[Exercise goal]
Character for character, reproduce every entry below.

(Collected data)
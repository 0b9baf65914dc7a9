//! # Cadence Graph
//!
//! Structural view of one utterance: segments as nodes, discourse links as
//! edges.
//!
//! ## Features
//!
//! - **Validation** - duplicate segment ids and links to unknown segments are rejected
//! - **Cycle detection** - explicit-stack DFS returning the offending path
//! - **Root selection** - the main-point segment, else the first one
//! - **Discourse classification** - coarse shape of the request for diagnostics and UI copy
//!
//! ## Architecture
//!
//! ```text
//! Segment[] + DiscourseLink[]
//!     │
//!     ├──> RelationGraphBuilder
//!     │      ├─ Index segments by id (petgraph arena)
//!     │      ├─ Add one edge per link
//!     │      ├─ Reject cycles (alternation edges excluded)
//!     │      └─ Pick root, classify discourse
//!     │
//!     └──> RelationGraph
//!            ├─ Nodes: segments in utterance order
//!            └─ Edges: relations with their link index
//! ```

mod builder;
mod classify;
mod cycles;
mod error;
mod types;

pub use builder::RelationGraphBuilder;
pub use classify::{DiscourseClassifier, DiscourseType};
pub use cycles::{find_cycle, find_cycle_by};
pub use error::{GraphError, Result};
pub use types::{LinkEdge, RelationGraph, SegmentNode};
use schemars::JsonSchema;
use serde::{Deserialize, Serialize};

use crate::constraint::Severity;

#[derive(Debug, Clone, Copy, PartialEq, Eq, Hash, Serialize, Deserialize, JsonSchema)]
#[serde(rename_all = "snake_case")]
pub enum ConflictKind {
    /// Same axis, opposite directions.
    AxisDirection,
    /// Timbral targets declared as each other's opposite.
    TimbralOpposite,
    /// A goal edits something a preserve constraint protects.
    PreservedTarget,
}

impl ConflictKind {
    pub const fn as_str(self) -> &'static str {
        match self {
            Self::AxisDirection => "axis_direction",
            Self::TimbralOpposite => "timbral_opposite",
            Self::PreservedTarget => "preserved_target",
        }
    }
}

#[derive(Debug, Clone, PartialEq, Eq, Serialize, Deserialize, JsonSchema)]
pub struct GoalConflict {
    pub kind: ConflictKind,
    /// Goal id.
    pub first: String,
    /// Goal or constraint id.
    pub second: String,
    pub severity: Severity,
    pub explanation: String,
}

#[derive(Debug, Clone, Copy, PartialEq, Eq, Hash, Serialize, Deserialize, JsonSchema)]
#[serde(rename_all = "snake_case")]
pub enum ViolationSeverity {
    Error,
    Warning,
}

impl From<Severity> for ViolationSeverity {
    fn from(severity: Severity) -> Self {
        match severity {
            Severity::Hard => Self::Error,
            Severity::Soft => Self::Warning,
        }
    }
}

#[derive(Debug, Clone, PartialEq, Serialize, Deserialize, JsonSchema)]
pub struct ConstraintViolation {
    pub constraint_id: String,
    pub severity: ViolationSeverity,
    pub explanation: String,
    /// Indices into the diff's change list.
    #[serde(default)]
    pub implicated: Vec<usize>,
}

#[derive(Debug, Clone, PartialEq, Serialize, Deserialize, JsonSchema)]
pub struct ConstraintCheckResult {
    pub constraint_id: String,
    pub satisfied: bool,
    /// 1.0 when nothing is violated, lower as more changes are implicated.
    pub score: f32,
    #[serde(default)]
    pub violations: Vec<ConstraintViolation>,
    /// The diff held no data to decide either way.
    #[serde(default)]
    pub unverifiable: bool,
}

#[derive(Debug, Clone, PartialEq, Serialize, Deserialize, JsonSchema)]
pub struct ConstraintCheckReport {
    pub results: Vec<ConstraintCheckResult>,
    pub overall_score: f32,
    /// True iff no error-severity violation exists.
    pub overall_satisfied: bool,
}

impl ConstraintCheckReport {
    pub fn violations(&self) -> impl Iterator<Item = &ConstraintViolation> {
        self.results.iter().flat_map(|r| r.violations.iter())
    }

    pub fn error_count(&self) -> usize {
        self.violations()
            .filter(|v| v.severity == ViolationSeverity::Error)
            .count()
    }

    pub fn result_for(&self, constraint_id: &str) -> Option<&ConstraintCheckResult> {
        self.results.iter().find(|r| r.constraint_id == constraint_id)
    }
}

[Answer to this exercise]
repository 0b9baf65914dc7a9
//! # Cadence Graph
//!
//! Structural view of one utterance: segments as nodes, discourse links as
//! edges.
//!
//! ## Features
//!
//! - **Validation** - duplicate segment ids and links to unknown segments are rejected
//! - **Cycle detection** - explicit-stack DFS returning the offending path
//! - **Root selection** - the main-point segment, else the first one
//! - **Discourse classification** - coarse shape of the request for diagnostics and UI copy
//!
//! ## Architecture
//!
//! ```text
//! Segment[] + DiscourseLink[]
//!     │
//!     ├──> RelationGraphBuilder
//!     │      ├─ Index segments by id (petgraph arena)
//!     │      ├─ Add one edge per link
//!     │      ├─ Reject cycles (alternation edges excluded)
//!     │      └─ Pick root, classify discourse
//!     │
//!     └──> RelationGraph
//!            ├─ Nodes: segments in utterance order
//!            └─ Edges: relations with their link index
//! ```

mod builder;
mod classify;
mod cycles;
mod error;
mod types;

pub use builder::RelationGraphBuilder;
pub use classify::{DiscourseClassifier, DiscourseType};
pub use cycles::{find_cycle, find_cycle_by};
pub use error::{GraphError, Result};
pub use types::{LinkEdge, RelationGraph, SegmentNode};
use schemars::JsonSchema;
use serde::{Deserialize, Serialize};

use crate::constraint::Severity;

#[derive(Debug, Clone, Copy, PartialEq, Eq, Hash, Serialize, Deserialize, JsonSchema)]
#[serde(rename_all = "snake_case")]
pub enum ConflictKind {
    /// Same axis, opposite directions.
    AxisDirection,
    /// Timbral targets declared as each other's opposite.
    TimbralOpposite,
    /// A goal edits something a preserve constraint protects.
    PreservedTarget,
}

impl ConflictKind {
    pub const fn as_str(self) -> &'static str {
        match self {
            Self::AxisDirection => "axis_direction",
            Self::TimbralOpposite => "timbral_opposite",
            Self::PreservedTarget => "preserved_target",
        }
    }
}

#[derive(Debug, Clone, PartialEq, Eq, Serialize, Deserialize, JsonSchema)]
pub struct GoalConflict {
    pub kind: ConflictKind,
    /// Goal id.
    pub first: String,
    /// Goal or constraint id.
    pub second: String,
    pub severity: Severity,
    pub explanation: String,
}

#[derive(Debug, Clone, Copy, PartialEq, Eq, Hash, Serialize, Deserialize, JsonSchema)]
#[serde(rename_all = "snake_case")]
pub enum ViolationSeverity {
    Error,
    Warning,
}

impl From<Severity> for ViolationSeverity {
    fn from(severity: Severity) -> Self {
        match severity {
            Severity::Hard => Self::Error,
            Severity::Soft => Self::Warning,
        }
    }
}

#[derive(Debug, Clone, PartialEq, Serialize, Deserialize, JsonSchema)]
pub struct ConstraintViolation {
    pub constraint_id: String,
    pub severity: ViolationSeverity,
    pub explanation: String,
    /// Indices into the diff's change list.
    #[serde(default)]
    pub implicated: Vec<usize>,
}

#[derive(Debug, Clone, PartialEq, Serialize, Deserialize, JsonSchema)]
pub struct ConstraintCheckResult {
    pub constraint_id: String,
    pub satisfied: bool,
    /// 1.0 when nothing is violated, lower as more changes are implicated.
    pub score: f32,
    #[serde(default)]
    pub violations: Vec<ConstraintViolation>,
    /// The diff held no data to decide either way.
    #[serde(default)]
    pub unverifiable: bool,
}

#[derive(Debug, Clone, PartialEq, Serialize, Deserialize, JsonSchema)]
pub struct ConstraintCheckReport {
    pub results: Vec<ConstraintCheckResult>,
    pub overall_score: f32,
    /// True iff no error-severity violation exists.
    pub overall_satisfied: bool,
}

impl ConstraintCheckReport {
    pub fn violations(&self) -> impl Iterator<Item = &ConstraintViolation> {
        self.results.iter().flat_map(|r| r.violations.iter())
    }

    pub fn error_count(&self) -> usize {
        self.violations()
            .filter(|v| v.severity == ViolationSeverity::Error)
            .count()
    }

    pub fn result_for(&self, constraint_id: &str) -> Option<&ConstraintCheckResult> {
        self.results.iter().find(|r| r.constraint_id == constraint_id)
    }
}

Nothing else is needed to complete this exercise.